- _TASK DIRECTIONS_: Everything in the listing below needs to be retyped exactly.

::: INPUT :::

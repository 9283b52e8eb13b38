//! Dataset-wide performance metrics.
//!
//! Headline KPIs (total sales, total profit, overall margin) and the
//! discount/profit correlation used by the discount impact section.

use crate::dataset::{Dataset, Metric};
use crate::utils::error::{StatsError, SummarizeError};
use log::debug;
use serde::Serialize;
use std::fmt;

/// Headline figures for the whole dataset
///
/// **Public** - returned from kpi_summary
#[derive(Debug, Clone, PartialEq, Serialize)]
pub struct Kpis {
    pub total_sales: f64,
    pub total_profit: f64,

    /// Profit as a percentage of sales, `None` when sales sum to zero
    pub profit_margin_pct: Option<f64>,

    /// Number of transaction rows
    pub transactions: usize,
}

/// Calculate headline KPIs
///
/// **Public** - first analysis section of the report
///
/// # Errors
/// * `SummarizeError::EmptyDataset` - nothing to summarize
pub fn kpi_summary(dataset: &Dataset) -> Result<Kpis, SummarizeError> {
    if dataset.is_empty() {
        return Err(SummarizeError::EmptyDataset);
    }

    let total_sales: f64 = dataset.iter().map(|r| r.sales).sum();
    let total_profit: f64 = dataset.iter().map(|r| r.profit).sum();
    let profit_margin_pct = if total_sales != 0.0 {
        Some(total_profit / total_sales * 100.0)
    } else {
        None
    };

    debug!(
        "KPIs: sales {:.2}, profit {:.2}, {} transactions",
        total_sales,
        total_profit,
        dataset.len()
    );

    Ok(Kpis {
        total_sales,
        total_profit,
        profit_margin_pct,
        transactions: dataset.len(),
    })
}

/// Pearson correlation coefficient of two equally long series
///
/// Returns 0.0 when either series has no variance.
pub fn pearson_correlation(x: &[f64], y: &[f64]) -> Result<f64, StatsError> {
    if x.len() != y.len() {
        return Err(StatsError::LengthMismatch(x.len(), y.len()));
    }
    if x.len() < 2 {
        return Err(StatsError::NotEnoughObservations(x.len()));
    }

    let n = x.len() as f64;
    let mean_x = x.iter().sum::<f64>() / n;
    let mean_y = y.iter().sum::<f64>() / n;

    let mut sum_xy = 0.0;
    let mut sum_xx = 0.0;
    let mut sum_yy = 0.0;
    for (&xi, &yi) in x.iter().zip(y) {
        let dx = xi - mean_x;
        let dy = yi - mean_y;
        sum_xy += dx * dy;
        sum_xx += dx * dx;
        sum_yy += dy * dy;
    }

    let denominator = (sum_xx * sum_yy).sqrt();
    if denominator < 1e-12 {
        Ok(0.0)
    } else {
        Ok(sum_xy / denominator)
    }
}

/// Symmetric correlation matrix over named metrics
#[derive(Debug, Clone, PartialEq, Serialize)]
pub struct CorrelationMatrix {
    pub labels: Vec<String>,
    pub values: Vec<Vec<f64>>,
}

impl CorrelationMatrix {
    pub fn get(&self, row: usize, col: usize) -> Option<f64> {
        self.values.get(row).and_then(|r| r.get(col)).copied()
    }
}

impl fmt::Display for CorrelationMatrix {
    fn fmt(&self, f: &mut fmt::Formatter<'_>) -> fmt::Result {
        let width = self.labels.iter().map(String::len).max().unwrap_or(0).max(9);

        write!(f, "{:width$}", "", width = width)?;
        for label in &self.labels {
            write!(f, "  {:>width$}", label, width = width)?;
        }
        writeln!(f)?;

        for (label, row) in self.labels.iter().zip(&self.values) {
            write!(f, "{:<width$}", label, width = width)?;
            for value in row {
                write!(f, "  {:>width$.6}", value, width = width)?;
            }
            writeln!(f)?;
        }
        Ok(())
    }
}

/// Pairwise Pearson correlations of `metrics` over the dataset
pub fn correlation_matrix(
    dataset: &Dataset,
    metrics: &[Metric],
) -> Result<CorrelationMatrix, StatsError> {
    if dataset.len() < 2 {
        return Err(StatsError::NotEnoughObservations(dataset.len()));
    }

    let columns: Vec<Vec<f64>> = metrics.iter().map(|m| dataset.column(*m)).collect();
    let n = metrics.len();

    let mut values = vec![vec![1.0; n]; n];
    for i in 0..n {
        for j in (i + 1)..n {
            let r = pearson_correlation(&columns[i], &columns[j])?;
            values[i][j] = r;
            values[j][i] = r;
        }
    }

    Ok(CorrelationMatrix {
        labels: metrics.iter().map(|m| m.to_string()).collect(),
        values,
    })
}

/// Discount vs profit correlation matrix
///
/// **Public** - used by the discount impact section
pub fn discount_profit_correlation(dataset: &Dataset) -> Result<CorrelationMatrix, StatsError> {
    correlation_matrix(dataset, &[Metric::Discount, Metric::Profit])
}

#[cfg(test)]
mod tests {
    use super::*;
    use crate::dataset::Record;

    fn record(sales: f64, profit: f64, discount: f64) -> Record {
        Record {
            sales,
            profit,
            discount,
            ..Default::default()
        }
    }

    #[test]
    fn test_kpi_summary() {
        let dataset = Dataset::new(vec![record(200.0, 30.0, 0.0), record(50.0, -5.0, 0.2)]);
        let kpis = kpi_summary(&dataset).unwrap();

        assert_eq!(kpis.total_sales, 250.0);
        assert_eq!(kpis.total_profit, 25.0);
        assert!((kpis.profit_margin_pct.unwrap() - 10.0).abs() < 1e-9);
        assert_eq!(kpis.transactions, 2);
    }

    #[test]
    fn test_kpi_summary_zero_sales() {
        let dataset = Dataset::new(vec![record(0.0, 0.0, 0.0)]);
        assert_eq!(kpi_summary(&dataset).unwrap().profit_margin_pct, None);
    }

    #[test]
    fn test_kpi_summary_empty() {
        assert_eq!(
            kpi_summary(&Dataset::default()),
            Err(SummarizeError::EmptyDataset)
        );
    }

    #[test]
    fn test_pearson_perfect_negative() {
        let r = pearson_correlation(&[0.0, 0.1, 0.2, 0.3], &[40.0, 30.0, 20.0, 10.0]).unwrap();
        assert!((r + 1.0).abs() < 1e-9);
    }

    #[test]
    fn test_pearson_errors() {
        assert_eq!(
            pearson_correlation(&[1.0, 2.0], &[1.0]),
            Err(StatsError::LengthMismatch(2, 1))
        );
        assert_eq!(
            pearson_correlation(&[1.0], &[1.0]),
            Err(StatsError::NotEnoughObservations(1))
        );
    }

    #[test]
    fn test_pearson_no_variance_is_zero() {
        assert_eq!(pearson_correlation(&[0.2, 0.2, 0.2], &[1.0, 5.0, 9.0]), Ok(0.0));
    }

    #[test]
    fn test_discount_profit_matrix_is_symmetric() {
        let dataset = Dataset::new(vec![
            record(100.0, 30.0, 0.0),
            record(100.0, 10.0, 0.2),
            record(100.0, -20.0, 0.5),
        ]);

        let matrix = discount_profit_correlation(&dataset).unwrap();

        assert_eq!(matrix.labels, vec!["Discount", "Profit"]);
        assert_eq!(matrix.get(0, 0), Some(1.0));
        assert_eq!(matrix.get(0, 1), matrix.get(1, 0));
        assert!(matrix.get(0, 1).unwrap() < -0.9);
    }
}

:::

- _REPLY_:
repository 9283b52e8eb13b38
//! Dataset-wide performance metrics.
//!
//! Headline KPIs (total sales, total profit, overall margin) and the
//! discount/profit correlation used by the discount impact section.

use crate::dataset::{Dataset, Metric};
use crate::utils::error::{StatsError, SummarizeError};
use log::debug;
use serde::Serialize;
use std::fmt;

/// Headline figures for the whole dataset
///
/// **Public** - returned from kpi_summary
#[derive(Debug, Clone, PartialEq, Serialize)]
pub struct Kpis {
    pub total_sales: f64,
    pub total_profit: f64,

    /// Profit as a percentage of sales, `None` when sales sum to zero
    pub profit_margin_pct: Option<f64>,

    /// Number of transaction rows
    pub transactions: usize,
}

/// Calculate headline KPIs
///
/// **Public** - first analysis section of the report
///
/// # Errors
/// * `SummarizeError::EmptyDataset` - nothing to summarize
pub fn kpi_summary(dataset: &Dataset) -> Result<Kpis, SummarizeError> {
    if dataset.is_empty() {
        return Err(SummarizeError::EmptyDataset);
    }

    let total_sales: f64 = dataset.iter().map(|r| r.sales).sum();
    let total_profit: f64 = dataset.iter().map(|r| r.profit).sum();
    let profit_margin_pct = if total_sales != 0.0 {
        Some(total_profit / total_sales * 100.0)
    } else {
        None
    };

    debug!(
        "KPIs: sales {:.2}, profit {:.2}, {} transactions",
        total_sales,
        total_profit,
        dataset.len()
    );

    Ok(Kpis {
        total_sales,
        total_profit,
        profit_margin_pct,
        transactions: dataset.len(),
    })
}

/// Pearson correlation coefficient of two equally long series
///
/// Returns 0.0 when either series has no variance.
pub fn pearson_correlation(x: &[f64], y: &[f64]) -> Result<f64, StatsError> {
    if x.len() != y.len() {
        return Err(StatsError::LengthMismatch(x.len(), y.len()));
    }
    if x.len() < 2 {
        return Err(StatsError::NotEnoughObservations(x.len()));
    }

    let n = x.len() as f64;
    let mean_x = x.iter().sum::<f64>() / n;
    let mean_y = y.iter().sum::<f64>() / n;

    let mut sum_xy = 0.0;
    let mut sum_xx = 0.0;
    let mut sum_yy = 0.0;
    for (&xi, &yi) in x.iter().zip(y) {
        let dx = xi - mean_x;
        let dy = yi - mean_y;
        sum_xy += dx * dy;
        sum_xx += dx * dx;
        sum_yy += dy * dy;
    }

    let denominator = (sum_xx * sum_yy).sqrt();
    if denominator < 1e-12 {
        Ok(0.0)
    } else {
        Ok(sum_xy / denominator)
    }
}

/// Symmetric correlation matrix over named metrics
#[derive(Debug, Clone, PartialEq, Serialize)]
pub struct CorrelationMatrix {
    pub labels: Vec<String>,
    pub values: Vec<Vec<f64>>,
}

impl CorrelationMatrix {
    pub fn get(&self, row: usize, col: usize) -> Option<f64> {
        self.values.get(row).and_then(|r| r.get(col)).copied()
    }
}

impl fmt::Display for CorrelationMatrix {
    fn fmt(&self, f: &mut fmt::Formatter<'_>) -> fmt::Result {
        let width = self.labels.iter().map(String::len).max().unwrap_or(0).max(9);

        write!(f, "{:width$}", "", width = width)?;
        for label in &self.labels {
            write!(f, "  {:>width$}", label, width = width)?;
        }
        writeln!(f)?;

        for (label, row) in self.labels.iter().zip(&self.values) {
            write!(f, "{:<width$}", label, width = width)?;
            for value in row {
                write!(f, "  {:>width$.6}", value, width = width)?;
            }
            writeln!(f)?;
        }
        Ok(())
    }
}

/// Pairwise Pearson correlations of `metrics` over the dataset
pub fn correlation_matrix(
    dataset: &Dataset,
    metrics: &[Metric],
) -> Result<CorrelationMatrix, StatsError> {
    if dataset.len() < 2 {
        return Err(StatsError::NotEnoughObservations(dataset.len()));
    }

    let columns: Vec<Vec<f64>> = metrics.iter().map(|m| dataset.column(*m)).collect();
    let n = metrics.len();

    let mut values = vec![vec![1.0; n]; n];
    for i in 0..n {
        for j in (i + 1)..n {
            let r = pearson_correlation(&columns[i], &columns[j])?;
            values[i][j] = r;
            values[j][i] = r;
        }
    }

    Ok(CorrelationMatrix {
        labels: metrics.iter().map(|m| m.to_string()).collect(),
        values,
    })
}

/// Discount vs profit correlation matrix
///
/// **Public** - used by the discount impact section
pub fn discount_profit_correlation(dataset: &Dataset) -> Result<CorrelationMatrix, StatsError> {
    correlation_matrix(dataset, &[Metric::Discount, Metric::Profit])
}

#[cfg(test)]
mod tests {
    use super::*;
    use crate::dataset::Record;

    fn record(sales: f64, profit: f64, discount: f64) -> Record {
        Record {
            sales,
            profit,
            discount,
            ..Default::default()
        }
    }

    #[test]
    fn test_kpi_summary() {
        let dataset = Dataset::new(vec![record(200.0, 30.0, 0.0), record(50.0, -5.0, 0.2)]);
        let kpis = kpi_summary(&dataset).unwrap();

        assert_eq!(kpis.total_sales, 250.0);
        assert_eq!(kpis.total_profit, 25.0);
        assert!((kpis.profit_margin_pct.unwrap() - 10.0).abs() < 1e-9);
        assert_eq!(kpis.transactions, 2);
    }

    #[test]
    fn test_kpi_summary_zero_sales() {
        let dataset = Dataset::new(vec![record(0.0, 0.0, 0.0)]);
        assert_eq!(kpi_summary(&dataset).unwrap().profit_margin_pct, None);
    }

    #[test]
    fn test_kpi_summary_empty() {
        assert_eq!(
            kpi_summary(&Dataset::default()),
            Err(SummarizeError::EmptyDataset)
        );
    }

    #[test]
    fn test_pearson_perfect_negative() {
        let r = pearson_correlation(&[0.0, 0.1, 0.2, 0.3], &[40.0, 30.0, 20.0, 10.0]).unwrap();
        assert!((r + 1.0).abs() < 1e-9);
    }

    #[test]
    fn test_pearson_errors() {
        assert_eq!(
            pearson_correlation(&[1.0, 2.0], &[1.0]),
            Err(StatsError::LengthMismatch(2, 1))
        );
        assert_eq!(
            pearson_correlation(&[1.0], &[1.0]),
            Err(StatsError::NotEnoughObservations(1))
        );
    }

    #[test]
    fn test_pearson_no_variance_is_zero() {
        assert_eq!(pearson_correlation(&[0.2, 0.2, 0.2], &[1.0, 5.0, 9.0]), Ok(0.0));
    }

    #[test]
    fn test_discount_profit_matrix_is_symmetric() {
        let dataset = Dataset::new(vec![
            record(100.0, 30.0, 0.0),
            record(100.0, 10.0, 0.2),
            record(100.0, -20.0, 0.5),
        ]);

        let matrix = discount_profit_correlation(&dataset).unwrap();

        assert_eq!(matrix.labels, vec!["Discount", "Profit"]);
        assert_eq!(matrix.get(0, 0), Some(1.0));
        assert_eq!(matrix.get(0, 1), matrix.get(1, 0));
        assert!(matrix.get(0, 1).unwrap() < -0.9);
    }
}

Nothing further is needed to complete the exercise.